Count the lines in the data below holding the string "codec" and write the total by itself.

DATA LISTING section start

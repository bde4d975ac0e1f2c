//! Service layer for the Keyhole URL shortener.
//!
//! Wires the codec to its two external collaborators: an identifier
//! allocator and a persistent store. The codec itself stays pure; this
//! crate owns URL validation, allocation, and storage plumbing.

pub mod allocator;
pub mod error;
pub mod repository;
pub mod service;
pub mod shortener;

pub use allocator::{IdAllocator, SequenceAllocator};
pub use error::{ShortenerError, StorageError};
pub use repository::{InMemoryRepository, Repository, UrlRecord};
pub use service::ShortenerService;
pub use shortener::{ShortLink, Shortener};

DATA LISTING section end

* TASK RESULT:
2